Clarín

El corte de pelo que se volvió una tortura

- Sfesquet@clarin.com

Más que llorar, gritaba. Los gritos eran desgarrado­res, estremecía­n el alma, y perforaban los tímpanos. No tendría más de 3 años el nene y lo que intentaban era cortarle el pelo.

El se defendía, casi literalmen­te, con uñas y dientes. Movía tanto la cabeza para arriba, para abajo, para los costados que era imposible no pensar en qué momento la tijera terminaría incrustada en la nuca, la frente o las orejas. La peluquería entera - no precisamen­te infantil- estaba pendiente de las alternativ­as del corte. El chiquito, hay que decirlo, estaba muy bien acompañado: padre, madre, y dos hermanos mayores. Quizás eso fuera parte del problema.

Si se hubiera tratado de un simple corte en un varón de esa edad al que, la verdad, no era tanto el pelo que le sobraba, la cosa no hubiera pasado a mayores. Un mechón por acá, otro por allá, y listo.
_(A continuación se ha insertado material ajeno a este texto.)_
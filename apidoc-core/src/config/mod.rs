mod loader;
pub mod value;

use std::collections::HashMap;
use std::path::{Path, PathBuf};

pub use value::{ConfigValue, FromConfigValue};

/// Error type for configuration operations.
#[derive(Debug)]
pub enum ConfigError {
    /// The requested key was not found in the configuration.
    NotFound(String),
    /// The value could not be converted to the requested type.
    TypeMismatch { key: String, expected: &'static str },
    /// An I/O or YAML parsing error occurred while loading config files.
    Load(String),
}

impl std::fmt::Display for ConfigError {
    fn fmt(&self, f: &mut std::fmt::Formatter<'_>) -> std::fmt::Result {
        match self {
            ConfigError::NotFound(key) => write!(f, "Config key not found: {key}"),
            ConfigError::TypeMismatch { key, expected } => {
                write!(f, "Config type mismatch for '{key}': expected {expected}")
            }
            ConfigError::Load(msg) => write!(f, "Config load error: {msg}"),
        }
    }
}

impl std::error::Error for ConfigError {}

/// Application configuration loaded from YAML files, `.env` files, and
/// environment variables.
///
/// Resolution order (lowest to highest priority):
/// 1. `application.yaml`
/// 2. `application-{profile}.yaml`
/// 3. `.env` (loaded into the process environment)
/// 4. `.env.{profile}`
/// 5. Environment variables (`REDOC_DOCS_PATH` overrides `redoc.docs_path`)
///
/// An environment variable matches a key when the key, upper-cased with `.`
/// replaced by `_`, equals the variable name.
///
/// `.env` files never overwrite already-set environment variables. The profile
/// is `APIDOC_PROFILE` if set, otherwise the argument.
#[derive(Debug, Clone)]
pub struct AppConfig {
    values: HashMap<String, ConfigValue>,
    env: HashMap<String, ConfigValue>,
    profile: String,
}

impl AppConfig {
    /// Load configuration for `profile` from the current working directory.
    pub fn load(profile: &str) -> Result<Self, ConfigError> {
        Self::load_from(Path::new("."), profile)
    }

    /// Load configuration for `profile`, looking for files in `dir`.
    pub fn load_from(dir: &Path, profile: &str) -> Result<Self, ConfigError> {
        let active_profile =
            std::env::var("APIDOC_PROFILE").unwrap_or_else(|_| profile.to_string());

        let mut values = HashMap::new();
        loader::load_yaml_file(&dir.join("application.yaml"), &mut values)?;
        loader::load_yaml_file(&profile_file(dir, &active_profile), &mut values)?;

        let _ = dotenvy::from_path(dir.join(".env"));
        let _ = dotenvy::from_path(dir.join(format!(".env.{active_profile}")));

        let env = std::env::vars()
            .map(|(name, value)| (name, ConfigValue::String(value)))
            .collect();

        tracing::debug!(profile = %active_profile, keys = values.len(), "configuration loaded");
        Ok(AppConfig {
            values,
            env,
            profile: active_profile,
        })
    }

    /// Create a config from a YAML string, without touching files or the environment.
    pub fn from_yaml_str(yaml: &str, profile: &str) -> Result<Self, ConfigError> {
        let mut values = HashMap::new();
        loader::load_yaml_str(yaml, &mut values)?;
        Ok(AppConfig {
            values,
            env: HashMap::new(),
            profile: profile.to_string(),
        })
    }

    pub fn empty() -> Self {
        AppConfig {
            values: HashMap::new(),
            env: HashMap::new(),
            profile: "test".to_string(),
        }
    }

    /// Set a value programmatically. Takes precedence over the environment.
    pub fn set(&mut self, key: &str, value: ConfigValue) {
        self.env.remove(&env_name(key));
        self.values.insert(key.to_string(), value);
    }

    fn lookup(&self, key: &str) -> Option<&ConfigValue> {
        self.env.get(&env_name(key)).or_else(|| self.values.get(key))
    }

    /// Get a typed value for the given dot-separated key.
    ///
    /// # Errors
    ///
    /// Returns `ConfigError::NotFound` if the key does not exist, or
    /// `ConfigError::TypeMismatch` if the value cannot be converted.
    pub fn get<V: FromConfigValue>(&self, key: &str) -> Result<V, ConfigError> {
        let value = self
            .lookup(key)
            .ok_or_else(|| ConfigError::NotFound(key.to_string()))?;
        V::from_config_value(value, key)
    }

    /// Get a typed value, returning a default if the key is missing or mistyped.
    pub fn get_or<V: FromConfigValue>(&self, key: &str, default: V) -> V {
        self.get(key).unwrap_or(default)
    }

    /// Get a typed value if the key is present.
    ///
    /// A missing key is `Ok(None)`; a present but mistyped key is an error.
    pub fn get_opt<V: FromConfigValue>(&self, key: &str) -> Result<Option<V>, ConfigError> {
        match self.lookup(key) {
            Some(value) => V::from_config_value(value, key).map(Some),
            None => Ok(None),
        }
    }

    pub fn contains_key(&self, key: &str) -> bool {
        self.lookup(key).is_some()
    }

    /// The active profile name.
    pub fn profile(&self) -> &str {
        &self.profile
    }
}

/// `redoc.docs_path` -> `REDOC_DOCS_PATH`
fn env_name(key: &str) -> String {
    key.replace('.', "_").to_uppercase()
}

/// Path of the profile-specific YAML file for `profile` inside `dir`.
pub fn profile_file(dir: &Path, profile: &str) -> PathBuf {
    dir.join(format!("application-{profile}.yaml"))
}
Con un peluquero diestro, dispuesto y archipacie­nte como el que lo estaba atendiendo, en unos minutos el tema habría quedado resuelto. Pero no: la madre estaba empeñada en un corte –y no particular­mente sentador- parecido al de vaya a saberse quién. Y entonces cuando uno interpreta­ba que la faena estaba completa, y el chico podía ya cerrar la boca y quedarse tranquilo, las tijeras y la máquina cero volvían a empezar.
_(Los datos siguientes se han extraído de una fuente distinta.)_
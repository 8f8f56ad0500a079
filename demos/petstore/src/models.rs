use apidoc::{DocModel, ModelDescriptor, ModelRef, TypeAnnotation};
use schemars::JsonSchema;
use serde::{Deserialize, Serialize};

#[derive(Debug, Clone, PartialEq, Serialize, Deserialize)]
pub struct Owner {
    pub name: String,
    pub email: Option<String>,
}

impl DocModel for Owner {
    fn model_name() -> &'static str {
        "Owner"
    }

    fn descriptor() -> ModelDescriptor {
        ModelDescriptor::new("Owner")
            .field("name", TypeAnnotation::String)
            .described_field(
                "email",
                TypeAnnotation::optional(TypeAnnotation::String),
                "Contact address",
            )
    }
}

#[derive(Debug, Clone, PartialEq, Serialize, Deserialize)]
pub struct Pet {
    pub id: i64,
    pub name: String,
    pub tags: Vec<String>,
    pub owner: Option<Owner>,
}

impl DocModel for Pet {
    fn model_name() -> &'static str {
        "Pet"
    }

    fn descriptor() -> ModelDescriptor {
        ModelDescriptor::new("Pet")
            .described_field("id", TypeAnnotation::Integer, "Unique identifier")
            .field("name", TypeAnnotation::String)
            .field("tags", TypeAnnotation::list(TypeAnnotation::String))
            .field(
                "owner",
                TypeAnnotation::optional(TypeAnnotation::Model(ModelRef::of::<Owner>())),
            )
    }
}

/// Shipping address of an order.
#[derive(Debug, Clone, PartialEq, Serialize, Deserialize, JsonSchema)]
pub struct Address {
    pub street: String,
    pub city: String,
    pub postcode: Option<String>,
}

/// An order for a pet, documented through its `schemars` export.
#[derive(Debug, Clone, PartialEq, Serialize, Deserialize, JsonSchema)]
pub struct Order {
    pub id: u64,
    pub pet_id: i64,
    pub quantity: u32,
    pub ship_to: Address,
    pub complete: bool,
}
La verdad, a esa altura, era una tortura no sólo para el crío sino también para todo el resto de los clientes. Cuando al cabo de unos tres cuartos de hora ella se dio por satisfecha, se paseó con el nene por todo el salón, diciéndole, “sí, sí, saludá ahora, porque con el lío que armaste...”. A veces no queda muy claro quién debería educar a quién.